三章ー11 佐々木小次郎
作者「今日は思ったより進まないなぁ」
綾花「というか、昨日がおかしかったのでは?」
「っ~~!?」
その拘束は、あまりにも唐突であった。
深夜コンビニに出かけ、一杯家でやろうと思った、その時だった。
背後から襲われ、口を塞がれる。何も出来ないまま彼女と何者かは倒れ込んだ。
そのまま首筋にナイフがあてがわれ、闇夜の襲撃者は暴漢ということが明らかになった。
「ひっ――」
「喋るな。殺すぞ」
男は冷たい瞳で舌舐めずり。本気なのが伝わってくる。
自分はここで汚され、最悪殺されるのだ――そう悟った瞬間、背筋に冷たいものが奔る。
神などいない、いるのなら失恋のショックで酒盛りしようとしたタイミングで、暴漢に襲われたりなどしないだろう。絶望が心を黒く塗りつぶし、意識が宙に浮いたような感じになった、その時だった。
「ちょっと待ったっす!」
この場に場違いな明るい男の声が響いた。馬乗りになっていた男が慌ててそちらに振り返る。
「誰だっ!?」
「誰だと聞かれたら、自分はこう答えるっす!『この世のすべての女性の味方』佐々木小次郎ただいま参上!!」
彼女もそちらを見ると、見たことのない――例えるなら中世の、古臭さを感じさせる洋服……あるいは軍服か制服かを着用し、金髪の髪にスカイブルーの瞳、腰には異様に長い――刀を差した男が立っていた。
「……お前、ふざけてるのか?」
「んなっ! 失礼な! 大真面目っす――!?」
最後まで言い切る前に、暴漢は男に向かって走り出した。手にはナイフが握られてる――殺す気だ。

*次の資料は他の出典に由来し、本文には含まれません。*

//! Knowledge retrieval configuration (`[retrieval]` section).

use serde::{Deserialize, Serialize};

fn default_timeout_secs() -> u64 {
    30
}

/// Where the external knowledge retriever lives. With no endpoint the
/// engine runs without retrieval and every request sees the no-results
/// context.
#[derive(Debug, Clone, PartialEq, Serialize, Deserialize)]
#[serde(default)]
pub struct RetrievalSection {
    pub endpoint: Option<String>,
    #[serde(default = "default_timeout_secs")]
    pub timeout_secs: u64,
}

impl Default for RetrievalSection {
    fn default() -> Self {
        Self {
            endpoint: None,
            timeout_secs: default_timeout_secs(),
        }
    }
}
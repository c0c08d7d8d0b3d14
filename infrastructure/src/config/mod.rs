//! Configuration: TOML file model and multi-source loader.

pub mod file_config;
pub mod loader;

pub use file_config::FileConfig;
pub use loader::ConfigLoader;

use council_domain::DomainError;
use thiserror::Error;

#[derive(Error, Debug)]
pub enum ConfigError {
    #[error("configuration error: {0}")]
    Load(#[from] Box<figment::Error>),

    #[error("no council participants configured")]
    NoParticipants,

    #[error("participant '{id}' has no credential: environment variable {env} is not set")]
    MissingCredential { id: String, env: String },

    #[error(transparent)]
    InvalidRoster(#[from] DomainError),
}
//! HTTP adapters for the external generation services.
//!
//! One gateway serves the whole roster: each participant carries its
//! provider family, and the family picks the wire protocol: Anthropic's
//! messages API, or OpenAI-style chat completions for everything else
//! (OpenAI, DeepSeek, Mistral, and any configured compatible endpoint).

pub mod anthropic;
pub mod openai;

use crate::config::file_config::ProvidersSection;
use async_trait::async_trait;
use council_application::{GatewayError, LlmGateway};
use council_domain::{Participant, Provider};
use std::time::Duration;
use tracing::debug;

/// Outbound calls wait this long before the underlying client gives up.
/// This is the only stall bound in the system.
const REQUEST_TIMEOUT: Duration = Duration::from_secs(300);

/// Gateway that completes prompts over HTTPS against the configured
/// provider endpoints.
pub struct HttpLlmGateway {
    client: reqwest::Client,
    endpoints: ProvidersSection,
}

impl HttpLlmGateway {
    pub fn new(endpoints: ProvidersSection) -> Result<Self, GatewayError> {
        let client = reqwest::Client::builder()
            .timeout(REQUEST_TIMEOUT)
            .build()
            .map_err(|e| GatewayError::Connection(e.to_string()))?;
        Ok(Self { client, endpoints })
    }
}

#[async_trait]
impl LlmGateway for HttpLlmGateway {
    async fn complete(
        &self,
        participant: &Participant,
        prompt: &str,
    ) -> Result<String, GatewayError> {
        if participant.credential.is_empty() {
            return Err(GatewayError::MissingCredential(participant.id.to_string()));
        }

        let base_url = self
            .endpoints
            .base_url(&participant.provider)
            .ok_or_else(|| GatewayError::UnknownProvider(participant.provider.to_string()))?;

        debug!(
            "completing as {} via {} ({} prompt bytes)",
            participant.id,
            participant.provider,
            prompt.len()
        );

        match participant.provider {
            Provider::Anthropic => {
                anthropic::complete(&self.client, base_url, participant, prompt).await
            }
            _ => openai::complete(&self.client, base_url, participant, prompt).await,
        }
    }
}

#[cfg(test)]
mod tests {
    use super::*;
    use council_domain::Credential;

    fn gateway() -> HttpLlmGateway {
        HttpLlmGateway::new(ProvidersSection::default()).unwrap()
    }

    #[tokio::test]
    async fn empty_credential_is_rejected_before_any_io() {
        let participant = Participant::new(
            "alpha",
            Provider::DeepSeek,
            "deepseek-chat",
            Credential::new(""),
        );
        let error = gateway().complete(&participant, "hi").await.unwrap_err();
        assert!(matches!(error, GatewayError::MissingCredential(_)));
    }

    #[tokio::test]
    async fn unconfigured_compatible_provider_is_rejected() {
        let participant = Participant::new(
            "alpha",
            Provider::Compatible("groq".to_string()),
            "llama-70b",
            Credential::new("sk-x"),
        );
        let error = gateway().complete(&participant, "hi").await.unwrap_err();
        assert!(matches!(error, GatewayError::UnknownProvider(_)));
    }
}
//! CLI entrypoint for council
//!
//! Wires the layers together: configuration -> roster -> gateway ->
//! request pipeline, then runs one request in plain or streaming mode.

mod args;
mod output;
mod progress;

use anyhow::Result;
use args::{Cli, OutputFormat};
use clap::Parser;
use council_application::{
    CompositeSink, KnowledgeRetriever, NoRetriever, ProgressSink, RequestEvent, RequestPipeline,
};
use council_domain::{Request, RequestOutcome};
use council_infrastructure::{
    ConfigLoader, ExamCouncil, FileConfig, HttpKnowledgeRetriever, HttpLlmGateway,
    JsonlTranscript, LlmCritic,
};
use output::ConsoleFormatter;
use progress::ConsoleProgress;
use std::path::Path;
use std::sync::Arc;
use tracing::info;
use tracing_appender::non_blocking::WorkerGuard;
use tracing_subscriber::EnvFilter;

#[tokio::main]
async fn main() -> Result<()> {
    let cli = Cli::parse();
    let _log_guard = init_tracing(&cli);

    info!("starting council");

    let config = if cli.no_config {
        ConfigLoader::load_defaults()
    } else {
        ConfigLoader::load(cli.config.as_ref())?
    };

    // === Dependency injection ===
    let roster = Arc::new(config.council.to_roster()?);
    let gateway = Arc::new(HttpLlmGateway::new(config.providers.clone())?);

    let retriever: Arc<dyn KnowledgeRetriever> = match &config.retrieval.endpoint {
        Some(endpoint) => Arc::new(HttpKnowledgeRetriever::new(
            endpoint.as_str(),
            config.retrieval.timeout_secs,
        )?),
        None => Arc::new(NoRetriever),
    };

    // The chair doubles as the compliance critic.
    let critic = Arc::new(LlmCritic::new(Arc::clone(&gateway), roster.chair().clone()));
    let exam_drafter = Arc::new(ExamCouncil::new(Arc::clone(&gateway), Arc::clone(&roster)));

    let pipeline = RequestPipeline::new(
        gateway,
        Arc::clone(&roster),
        retriever,
        critic,
        exam_drafter,
    );

    let request = Request::try_new(cli.question.clone(), cli.context.clone())?;

    if cli.stream {
        return run_streaming(pipeline, request, &config).await;
    }

    if !cli.quiet {
        println!();
        println!("{}", "council - multi-model deliberation".to_uppercase());
        println!("Question: {}", cli.question);
        println!(
            "Members: {} (chair: {})",
            roster
                .participants()
                .iter()
                .map(|p| p.id.to_string())
                .collect::<Vec<_>>()
                .join(", "),
            roster.chair().id
        );
        println!();
    }

    let mut sink = CompositeSink::new();
    if !cli.quiet {
        sink = sink.push(Arc::new(ConsoleProgress::new()));
    }
    if let Some(path) = &config.transcript.path
        && let Some(transcript) = JsonlTranscript::create(path)
    {
        sink = sink.push(Arc::new(transcript));
    }

    let outcome = pipeline.handle(request, &sink).await;
    render(&outcome, cli.output)?;
    Ok(())
}

/// Streaming mode: one JSON line per event, the terminal line carrying
/// the result or the error.
async fn run_streaming(
    pipeline: RequestPipeline<HttpLlmGateway>,
    request: Request,
    config: &FileConfig,
) -> Result<()> {
    let transcript = config
        .transcript
        .path
        .as_ref()
        .and_then(JsonlTranscript::create);

    let mut stream = Arc::new(pipeline).handle_streaming(request);
    let mut failure: Option<String> = None;

    while let Some(event) = stream.next_event().await {
        if let RequestEvent::Progress(progress) = &event
            && let Some(transcript) = &transcript
        {
            transcript.emit(progress.clone());
        }
        if let RequestEvent::Failed { message } = &event {
            failure = Some(message.clone());
        }
        println!("{}", serde_json::to_string(&event)?);
    }

    match failure {
        Some(message) => anyhow::bail!("request failed: {message}"),
        None => Ok(()),
    }
}

fn render(outcome: &RequestOutcome, format: OutputFormat) -> Result<()> {
    if !outcome.success {
        let message = outcome.error.as_deref().unwrap_or("request failed");
        anyhow::bail!("{message}");
    }
    let text = match format {
        OutputFormat::Full => ConsoleFormatter::format(outcome),
        OutputFormat::Answer => ConsoleFormatter::format_answer_only(outcome),
        OutputFormat::Json => ConsoleFormatter::format_json(outcome),
    };
    println!("{text}");
    Ok(())
}

/// Initialize logging from the verbosity flags; with `--log-file` the
/// subscriber writes through a non-blocking appender whose guard must
/// outlive `main`.
fn init_tracing(cli: &Cli) -> Option<WorkerGuard> {
    let default_level = match cli.verbose {
        0 => "warn",
        1 => "info",
        2 => "debug",
        _ => "trace",
    };
    let filter =
        EnvFilter::try_from_default_env().unwrap_or_else(|_| EnvFilter::new(default_level));

    match &cli.log_file {
        Some(path) => {
            let directory = path
                .parent()
                .filter(|parent| !parent.as_os_str().is_empty())
                .unwrap_or_else(|| Path::new("."));
            let file_name = path
                .file_name()
                .unwrap_or_else(|| std::ffi::OsStr::new("council.log"));
            let appender = tracing_appender::rolling::never(directory, file_name);
            let (writer, guard) = tracing_appender::non_blocking(appender);
            tracing_subscriber::fmt()
                .with_env_filter(filter)
                .with_writer(writer)
                .with_ansi(false)
                .init();
            Some(guard)
        }
        None => {
            tracing_subscriber::fmt()
                .with_env_filter(filter)
                .with_target(false)
                .init();
            None
        }
    }
}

避けて、と言おうとした瞬間、不可解なことが起こった。
「『制約解除』!」
避けるのも難しいであろう暴漢の突進を、恐ろしい早さで刀に手をかけ、抜刀。と同時に刀を振り上げた。しかし勢いは止まらず、暴漢が男に激突する。
暴漢の両腕は男の胸のあたりにある。心臓だ。
しかし、一向に男は表情を変えない。苦痛に歪めてもいない。どういうことかと、事の顛末を見届けていると、やがて暴漢が震えた手でナイフを……いや、ナイフだった物を落とした。

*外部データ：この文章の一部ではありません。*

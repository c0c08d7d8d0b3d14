//! Knowledge Retriever port
//!
//! The retriever owns the knowledge base (documents, embeddings); this
//! core only asks it for context text relevant to a query.

use async_trait::async_trait;
use thiserror::Error;

/// Context returned when retrieval finds nothing, or when no retriever
/// is configured at all.
pub const NO_RESULTS_CONTEXT: &str = "No relevant material found in the knowledge base.";

#[derive(Error, Debug)]
pub enum RetrieveError {
    #[error("retrieval backend error: {0}")]
    Backend(String),
}

#[async_trait]
pub trait KnowledgeRetriever: Send + Sync {
    /// Return context text for the query, possibly the no-results notice.
    async fn retrieve(&self, query: &str) -> Result<String, RetrieveError>;
}

/// Retriever used when no knowledge base is configured: every query
/// yields the no-results notice.
pub struct NoRetriever;

#[async_trait]
impl KnowledgeRetriever for NoRetriever {
    async fn retrieve(&self, _query: &str) -> Result<String, RetrieveError> {
        Ok(NO_RESULTS_CONTEXT.to_string())
    }
}
//! Console progress display driven by pipeline events.

use colored::Colorize;
use council_application::ProgressSink;
use council_domain::{Actor, EventStatus, ProgressEvent};
use indicatif::{MultiProgress, ProgressBar, ProgressStyle};
use std::sync::Mutex;
use std::time::Duration;

/// Renders one spinner per active stage; participant completions tick
/// through as colored messages.
pub struct ConsoleProgress {
    multi: MultiProgress,
    current: Mutex<Option<ProgressBar>>,
}

impl ConsoleProgress {
    pub fn new() -> Self {
        Self {
            multi: MultiProgress::new(),
            current: Mutex::new(None),
        }
    }

    fn stage_style() -> ProgressStyle {
        ProgressStyle::default_spinner()
            .template("{spinner:.green} {prefix:.bold.cyan} {msg}")
            .unwrap_or_else(|_| ProgressStyle::default_spinner())
    }
}

impl Default for ConsoleProgress {
    fn default() -> Self {
        Self::new()
    }
}

impl ProgressSink for ConsoleProgress {
    fn emit(&self, event: ProgressEvent) {
        let mut current = match self.current.lock() {
            Ok(guard) => guard,
            Err(poisoned) => poisoned.into_inner(),
        };

        match (&event.actor, event.status) {
            (Actor::System, EventStatus::Started) => {
                let bar = self.multi.add(ProgressBar::new_spinner());
                bar.set_style(Self::stage_style());
                bar.set_prefix(event.stage.display_name().to_string());
                bar.set_message(event.detail.unwrap_or_else(|| "working...".to_string()));
                bar.enable_steady_tick(Duration::from_millis(120));
                *current = Some(bar);
            }
            (Actor::System, EventStatus::Done) => {
                if let Some(bar) = current.take() {
                    let label = format!("{} {}", event.stage.display_name(), "done".green());
                    bar.finish_with_message(
                        event.detail.map(|d| format!("{label} ({d})")).unwrap_or(label),
                    );
                }
            }
            (Actor::System, EventStatus::Error) => {
                if let Some(bar) = current.take() {
                    bar.finish_with_message(format!(
                        "{} {}",
                        "degraded:".yellow(),
                        event.detail.unwrap_or_default()
                    ));
                }
            }
            (Actor::Participant(id), EventStatus::Done) => {
                if let Some(bar) = current.as_ref() {
                    let mut message = format!("{} {}", "v".green(), id);
                    if let Some(detail) = &event.detail {
                        message.push_str(&format!(" ({detail})"));
                    }
                    bar.set_message(message);
                }
            }
            (Actor::Participant(id), EventStatus::Error) => {
                if let Some(bar) = current.as_ref() {
                    bar.set_message(format!("{} {} (failed)", "x".red(), id));
                }
            }
            (Actor::Participant(_), EventStatus::Started) => {}
        }
    }
}
//! Request value object

use super::error::DomainError;
use serde::{Deserialize, Serialize};

/// One incoming question, created once per request and immutable.
///
/// The optional context is free text supplied by the caller (for example
/// notes from an ongoing study project) and is distinct from the context
/// the knowledge retriever produces later.
#[derive(Debug, Clone, PartialEq, Eq, Serialize, Deserialize)]
pub struct Request {
    query: String,
    context: Option<String>,
}

impl Request {
    /// Create a request, rejecting blank queries.
    pub fn try_new(
        query: impl Into<String>,
        context: Option<String>,
    ) -> Result<Self, DomainError> {
        let query = query.into();
        if query.trim().is_empty() {
            return Err(DomainError::InvalidRequest(
                "query cannot be empty".to_string(),
            ));
        }
        Ok(Self { query, context })
    }

    pub fn query(&self) -> &str {
        &self.query
    }

    pub fn context(&self) -> Option<&str> {
        self.context.as_deref()
    }

    /// The query as presented to downstream agents: caller-supplied
    /// context, when present, is prepended so every agent sees it.
    pub fn composed_query(&self) -> String {
        match &self.context {
            Some(context) => format!("Context: {}\n\nQuestion: {}", context, self.query),
            None => self.query.clone(),
        }
    }
}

ナイフは刃の根元から切り捨てられていて、もう武器として機能しない。これではただのプラスチック製の棒だ。
「『厳流抜刀術 水面走り』……ハァ。油断はダメっすね。こんなのに技を使わされたなんて屈辱っす」
飄々と男が言う、抜き放たれた刀は今や暴漢の首筋にあり、彼の意思でいつでも切り落とせるだろう。
「まだ、やるっすか?」
「ひ、ひいぃっ!!」
暴漢は逃げていく……どうやら自分は助かったらしい。男は持っている刀――よく見ると青みがかかっていた――を鞘に納め、こちらに寄ってくる。
「大丈夫っすか?」
「は、はい! ありがとうございます!!」
「なら、よかったっす!」
ニカッと男が笑った。ひどく明るい雰囲気の男だ、しかもまだ若そうに見える。二十歳から十八歳といったところだろうか?
「警察に連絡を――」
「おっと、それはダメっす。自分も銃刀法違反で捕まるっすからね。それに――自分、ちょっとやっかいな事情を抱えてるっすよ」
「それは一体……?」
男はしばらく考え込んだ後、元からそれが目的だったかと言って、真相を語った。
そのことに驚愕しながらも、同時に納得がいった。青い刀など見たことも聞いたこともないし、何よりあの尋常ならざる速度での抜刀は、人間業ではない。
「これから自分は、師匠の師匠、『大師匠』に挑むっす。そのためにも――体調は万全にしておきたい。ま、強制はしないっす。それだと自分好みの味じゃ無くなるんで」
人の良さそうな笑みで、彼はもう一度笑う。
ほどなくして彼女は――彼の要求を飲んだ。